Roche y Cabo de Trafalgar – pesca submarina

Un gran pez limón o serviola clavado en aguas del Estrecho. Foto: José Luis García Herrera

Acercándonos al Estrecho, la orografía de los fondos marinos va cambiando progresivamente. Entre Roche y Trafalgar las aguas están más claras que en la Bahía –no tanto aún como en Tarifa–, pero sus fondos son extremadamente peligrosos para el buceo. Aquí la marea tira con tanta fuerza que es capaz de tragarse una boya del tamaño de un cubo.
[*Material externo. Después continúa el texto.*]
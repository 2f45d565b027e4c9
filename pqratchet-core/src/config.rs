// SPDX-FileCopyrightText: 2026 Mattia Egloff <mattia.egloff@pm.me>
//
// SPDX-License-Identifier: GPL-3.0-or-later

//! Configuration for session management

use std::time::Duration;

use serde::{Deserialize, Serialize};

use crate::error::{E2eeError, E2eeResult};
use crate::pqc::PqcAlgorithm;

/// Algorithm selection for the post-quantum envelope, chosen per deployment.
#[derive(Debug, Clone, Copy, PartialEq, Eq, Serialize, Deserialize)]
pub struct PqcPolicy {
    /// KEM used by `hybrid_encrypt`.
    pub kem: PqcAlgorithm,
    /// Scheme used by `sign` / `verify`.
    pub signature: PqcAlgorithm,
}

impl Default for PqcPolicy {
    fn default() -> Self {
        Self {
            kem: PqcAlgorithm::MlKem768,
            signature: PqcAlgorithm::MlDsa65,
        }
    }
}

/// Limits and timers for ratchet sessions.
///
/// Durations are (de)serialized as whole seconds.
#[derive(Debug, Clone, PartialEq, Eq, Serialize, Deserialize)]
#[serde(default)]
pub struct SessionConfig {
    /// Upper bound on cached skipped message keys per session
    pub max_skipped_keys: usize,

    /// Most keys a single receive may derive ahead of the chain
    pub max_skip_per_message: u32,

    /// Sent messages after which the next send asks for a DH ratchet
    pub max_messages_per_chain: u32,

    /// Hard cap on chain length; sends past it fail until a DH ratchet
    pub max_chain_length: u32,

    /// Age after which the next send asks for a DH ratchet
    #[serde(with = "duration_secs")]
    pub rekey_interval: Duration,

    /// Inactivity after which a session is swept
    #[serde(with = "duration_secs")]
    pub session_expiry: Duration,

    /// How often the background sweeper runs
    #[serde(with = "duration_secs")]
    pub sweep_interval: Duration,

    pub pqc_policy: PqcPolicy,
}

impl Default for SessionConfig {
    fn default() -> Self {
        Self {
            max_skipped_keys: 1000,
            max_skip_per_message: 2000,
            max_messages_per_chain: 1000,
            max_chain_length: 2000,
            rekey_interval: Duration::from_secs(24 * 60 * 60), // 24 hours
            session_expiry: Duration::from_secs(30 * 24 * 60 * 60), // 30 days
            sweep_interval: Duration::from_secs(5 * 60),
            pqc_policy: PqcPolicy::default(),
        }
    }
}

impl SessionConfig {
    /// Set the skipped-key cache bound
    pub fn with_max_skipped_keys(mut self, max: usize) -> Self {
        self.max_skipped_keys = max;
        self
    }

    /// Set the per-receive skip limit
    pub fn with_max_skip_per_message(mut self, max: u32) -> Self {
        self.max_skip_per_message = max;
        self
    }

    /// Set the soft per-chain message threshold
    pub fn with_max_messages_per_chain(mut self, max: u32) -> Self {
        self.max_messages_per_chain = max;
        self
    }

    /// Set the hard chain length cap
    pub fn with_max_chain_length(mut self, max: u32) -> Self {
        self.max_chain_length = max;
        self
    }

    pub fn with_rekey_interval(mut self, interval: Duration) -> Self {
        self.rekey_interval = interval;
        self
    }

    pub fn with_session_expiry(mut self, expiry: Duration) -> Self {
        self.session_expiry = expiry;
        self
    }

    pub fn with_sweep_interval(mut self, interval: Duration) -> Self {
        self.sweep_interval = interval;
        self
    }

    /// Select the KEM and signature algorithms
    pub fn with_pqc_policy(mut self, policy: PqcPolicy) -> Self {
        self.pqc_policy = policy;
        self
    }

    /// Checks limits are usable and the policy names the right algorithm kinds.
    pub fn validate(&self) -> E2eeResult<()> {
        if self.max_skipped_keys == 0 {
            return Err(E2eeError::Configuration(
                "max_skipped_keys must be at least 1".into(),
            ));
        }
        if self.max_messages_per_chain == 0 {
            return Err(E2eeError::Configuration(
                "max_messages_per_chain must be at least 1".into(),
            ));
        }
        if self.max_chain_length < self.max_messages_per_chain {
            return Err(E2eeError::Configuration(format!(
                "max_chain_length ({}) is below max_messages_per_chain ({})",
                self.max_chain_length, self.max_messages_per_chain
            )));
        }
        if self.max_skip_per_message > self.max_chain_length {
            return Err(E2eeError::Configuration(format!(
                "max_skip_per_message ({}) exceeds max_chain_length ({})",
                self.max_skip_per_message, self.max_chain_length
            )));
        }
        if self.session_expiry.is_zero() || self.sweep_interval.is_zero() {
            return Err(E2eeError::Configuration(
                "session_expiry and sweep_interval must be non-zero".into(),
            ));
        }
        if !self.pqc_policy.kem.is_kem() {
            return Err(E2eeError::Configuration(format!(
                "{} is not a KEM",
                self.pqc_policy.kem
            )));
        }
        if !self.pqc_policy.signature.is_signature() {
            return Err(E2eeError::Configuration(format!(
                "{} is not a signature scheme",
                self.pqc_policy.signature
            )));
        }
        Ok(())
    }
}

mod duration_secs {
    use std::time::Duration;

    use serde::{Deserialize, Deserializer, Serializer};

    pub fn serialize<S: Serializer>(value: &Duration, serializer: S) -> Result<S::Ok, S::Error> {
        serializer.serialize_u64(value.as_secs())
    }

    pub fn deserialize<'de, D: Deserializer<'de>>(deserializer: D) -> Result<Duration, D::Error> {
        u64::deserialize(deserializer).map(Duration::from_secs)
    }
}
En la zona del Cabo Roche las marcas comienzan a adoptar hechuras grandilocuentes, las mejores de toda la península, según los entendidos, que arriban aquí desde lejanos lugares. Los marrajos, el Bajo del navío, La piedra que revienta… todos ellos son bajos algo retirados de la costa, con fuerte corriente y escasa visibilidad. Piedras que cada año pasan su cruel factura con la vida de algún que otro buceador.

Aquí el lecho marino experimenta cambios bruscos: un bajo pedregoso sube a 8 mts y, de repente, baja a 22. Si el pesca-sub desarrolla su actividad en la vaciante, la marea le puede hacer chocar contra una pared o introducirle en una laja sin escapatoria. En Roche, pues, se debe bucear cuando ya se posee una gran experiencia y, sobre todo, ir acompañado por alguien que conozca bien la zona. Las capturas son, lógicamente, extraordinarias: borriquetes, urtas, sargos, robalos, palometas, peces limón, meros, corvinas… siempre piezas grandes. A pocos kms están las Lajas de Conil, más cercanas a la costa y con menos profundidad, de 8 a 18 mts. En esta marca se dan los dentones y las urtas.

Más al sur, llegamos a una zona exclusiva de súper expertos: los Bajos del Banco de Trafalgar.

En ellos apenas se ve la costa, están casi a mar abierto, a una profundidad de entre 17 y 30 mts. Cantiles inmensos, con pronunciadas viseras, muy arriesgados, en los que es muy difícil tomar referencias para encontrar a un buceador perdido. Aquí es donde habitan los grandes meros que aún quedan en aguas andaluzas, ejemplares de más de 20 kgs, además de otros colosales peces como serviolas, marrajos y tintoreras –los escualos no están al alcance del fusil del pesca-sub–, pargos, etc.

Pasado el Cabo de Trafalgar encontramos otra zona cercana a la costa, las Lajas de Zahara, tan trilladas por los buceadores como las de Conil, pero en las que aún se meten urtas, sargos y algún robalo.